Why this skill matters for Applied Scientists
Research Problem Framing is how you turn ambiguous goals into rigorous, testable work. As an Applied Scientist, you will be asked to improve a product metric, reduce risk, or invent a new capability. Clear framing ensures you select the right objective, design feasible experiments, manage risk, and deliver measurable value—not just interesting models.
- Translate business goals into research questions and hypotheses.
- Choose success criteria, baselines, and stopping rules before running experiments.
- Decide scope and feasibility: data, compute, time, and stakeholder constraints.
- Plan experiments, anticipate risks, and communicate tradeoffs.
What you’ll be able to do
- Write a crisp research problem statement with decision boundaries.
- Define metrics, baselines, and sample sizes that align with business goals.
- Plan offline and online experiments with realistic timelines.
- Document risks, tradeoffs, and mitigation strategies.
Who this is for
- Applied Scientists and ML Engineers who need to turn ideas into shippable experiments.
- Data Scientists transitioning from analytics to product-facing research.
- Researchers who want stronger product impact and stakeholder alignment.
Prerequisites
- Comfort with Python or R for data analysis.
- Basic statistics: hypothesis testing, confidence intervals, power.
- Familiarity with common ML tasks (classification, ranking, forecasting).
Learning path: practical roadmap
- Clarify the business goal
Use the PRFAQ style
- Problem: What user or business pain are we solving?
- Result: What decision will be made when results arrive?
- FAQ: What is out of scope?
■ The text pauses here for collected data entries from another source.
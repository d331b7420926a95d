use anyhow::Context;
use bytes::Bytes;
use hostpool_core::config::{PoolSettings, load_settings};
use hostpool_core::pool::{SuperPool, create_super_pool};
use hostpool_core::transport::TcpTransport;
use http::Request;
use serde::Serialize;
use std::path::PathBuf;
use std::sync::Arc;
use tokio::task::JoinSet;

pub struct FetchArgs {
    pub config: Option<PathBuf>,
    pub max_connections: Option<usize>,
    pub pipelining_limit: Option<usize>,
    pub urls: Vec<String>,
}

#[derive(Debug, Serialize)]
struct FetchLine<'a> {
    index: usize,
    url: &'a str,
    #[serde(skip_serializing_if = "Option::is_none")]
    status: Option<u16>,
    #[serde(skip_serializing_if = "Option::is_none")]
    bytes: Option<usize>,
    #[serde(skip_serializing_if = "Option::is_none")]
    error: Option<String>,
}

pub async fn run(args: FetchArgs) -> anyhow::Result<()> {
    let mut settings = match &args.config {
        Some(path) => load_settings(path)
            .with_context(|| format!("failed to load settings from {}", path.display()))?,
        None => PoolSettings::default(),
    };

    if let Some(max_connections) = args.max_connections {
        settings.max_connections = max_connections;
    }
    if let Some(pipelining_limit) = args.pipelining_limit {
        settings.pipelining_limit = pipelining_limit;
    }

    let pool: SuperPool<usize> =
        create_super_pool(settings, Arc::new(TcpTransport)).context("invalid pool settings")?;

    let mut requests = JoinSet::new();
    let mut failures = 0usize;

    for (index, url) in args.urls.iter().enumerate() {
        match Request::get(url.as_str()).body(Bytes::new()) {
            Ok(request) => {
                let pool = pool.clone();
                requests.spawn(async move { pool.submit(request, index).await });
            }
            Err(e) => {
                failures += 1;
                print_line(&FetchLine {
                    index,
                    url,
                    status: None,
                    bytes: None,
                    error: Some(e.to_string()),
                })?;
            }
        }
    }

    while let Some(joined) = requests.join_next().await {
        let (result, index) = joined.context("fetch task panicked")?;
        let url = &args.urls[index];

        let line = match result {
            Ok(response) => FetchLine {
                index,
                url,
                status: Some(response.status().as_u16()),
                bytes: Some(response.body().len()),
                error: None,
            },
            Err(e) => {
                failures += 1;
                tracing::warn!(url = %url, error = %e, "fetch failed");
                FetchLine {
                    index,
                    url,
                    status: None,
                    bytes: None,
                    error: Some(e.to_string()),
                }
            }
        };
        print_line(&line)?;
    }

    pool.shutdown().await;

    if failures > 0 {
        anyhow::bail!("{failures} of {} requests failed", args.urls.len());
    }

    Ok(())
}

fn print_line(line: &FetchLine<'_>) -> anyhow::Result<()> {
    println!("{}", serde_json::to_string(line)?);
    Ok(())
}
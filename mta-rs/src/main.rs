use mta_rs::authentication::{DkimSigner, SpfValidator};
use mta_rs::config::Config;
use mta_rs::directory::StaticDirectory;
use mta_rs::dns::SystemResolver;
use mta_rs::mime::ContentDecoder;
use mta_rs::security::{Blocklist, Guard, RateLimiter};
use mta_rs::smtp::{Mailer, OutboundQueue, OutboundRelay, QueueWorker, SmtpContext, SmtpServer};
use mta_rs::storage::{ArtifactStore, MessageStore};
use std::path::Path;
use std::sync::Arc;
use std::time::Duration;
use tracing::{error, info, warn};

/// Jobs buffered between sessions and the relay worker, at least one
/// transaction's worth of recipients
const OUTBOUND_QUEUE_CAPACITY: usize = 256;

#[tokio::main]
async fn main() -> anyhow::Result<()> {
    // Load configuration
    let config_path = std::env::args().nth(1).unwrap_or_else(|| "config.toml".to_string());
    let (mut config, loaded) = if Path::new(&config_path).exists() {
        (Config::from_file(&config_path)?, true)
    } else {
        (Config::default(), false)
    };

    mta_rs::init_logging(&config.logging);
    info!("Starting mta-rs v{}", env!("CARGO_PKG_VERSION"));
    if loaded {
        info!("Configuration loaded from {}", config_path);
    } else {
        info!("No config file at {}, using defaults", config_path);
    }

    if config.server.hostname.trim().is_empty() {
        config.server.hostname = gethostname::gethostname().to_string_lossy().to_string();
    }

    info!("  SMTP listening on: {}", config.smtp.listen_addr);
    info!("  Domain: {}", config.server.domain);
    info!("  Message log: {}", config.storage.message_log_path);

    // Abuse guard
    let blocklist = match &config.guard.blocklist_path {
        Some(path) => Blocklist::load(path).await?,
        None => Blocklist::in_memory(),
    };
    let limiter = Arc::new(RateLimiter::from_config(&config.guard));
    limiter
        .clone()
        .spawn_sweeper(Duration::from_secs(config.guard.sweep_interval_secs));
    let guard = Arc::new(Guard::new(Arc::new(blocklist), limiter));

    // Storage
    let store = Arc::new(MessageStore::open(&config.storage.message_log_path).await?);
    let artifacts = Arc::new(ArtifactStore::new(&config.storage.artifacts_path));
    info!("  {} stored message(s)", store.len().await);

    let directory = Arc::new(StaticDirectory::new(&config.accounts));
    if directory.is_empty() {
        warn!("No [[accounts]] configured, every local recipient will be rejected");
    }

    let decoder = Arc::new(ContentDecoder::new(&config.decoder).with_artifacts(artifacts));

    // Outbound path
    let resolver = Arc::new(SystemResolver::new());
    let spf = config
        .guard
        .spf_enabled
        .then(|| Arc::new(SpfValidator::new(resolver.clone())));
    let relay = Arc::new(OutboundRelay::new(
        resolver,
        config.relay.clone(),
        &config.server.hostname,
    ));

    let mut mailer = Mailer::new(
        config.server.clone(),
        directory.clone(),
        store.clone(),
        relay,
    );
    match DkimSigner::from_config(&config.dkim).await {
        Ok(Some(signer)) => mailer = mailer.with_signer(Arc::new(signer)),
        Ok(None) => info!("DKIM signing disabled"),
        Err(e) => warn!("DKIM signer unavailable, sending unsigned: {}", e),
    }

    let (outbound, receiver) = OutboundQueue::channel(OUTBOUND_QUEUE_CAPACITY.max(config.smtp.max_recipients));
    QueueWorker::new(receiver, Arc::new(mailer), store.clone()).spawn();

    let ctx = SmtpContext {
        config: Arc::new(config),
        guard,
        store,
        directory,
        decoder,
        spf,
        outbound: Some(outbound),
    };

    let server = SmtpServer::new(ctx);
    tokio::select! {
        result = server.run() => {
            if let Err(e) = result {
                error!("SMTP server error: {}", e);
                return Err(e.into());
            }
        }
        _ = tokio::signal::ctrl_c() => {
            info!("Shutting down");
        }
    }

    Ok(())
}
What does success unlock?
- Formulate research questions and hypotheses
From goal to testable statements
- Primary metric and direction of improvement.
- Minimum detectable effect (MDE) that matters.
- Potential harms to monitor.
- Survey prior art
Literature and production history
- Identify methods with proven lift and failure modes.
- Summarize 3–5 candidate approaches and required data.
- Define success criteria and baselines
Guard against p-hacking
- Write metrics, baselines, and decision rules before you test.
- Include a simple baseline and a production-as-is baseline.
- Scope and feasibility
Time, data, compute, and dependencies
- What can be built in 2–6 weeks?
- What is the smallest slice that proves or de-risks the idea?
- Experiment plan
Offline → limited online
- Offline validation and backtesting plan.
- Pilot A/B or interleaving; guardrail metrics and stopping rules.
- Risks and tradeoffs
Pre-mortem
- What could fail? How would we know quickly?
- What do we sacrifice (latency, cost, fairness)?
Worked examples (with reasoning and code)
Example 1 — Search ranking relevance
Goal: Improve perceived relevance of top results.
- Research question: Does a cross-encoder reranker increase NDCG@10 versus current BM25+LTR?
- Hypothesis (H1): Reranker improves NDCG@10 by ≥ 1.5 points.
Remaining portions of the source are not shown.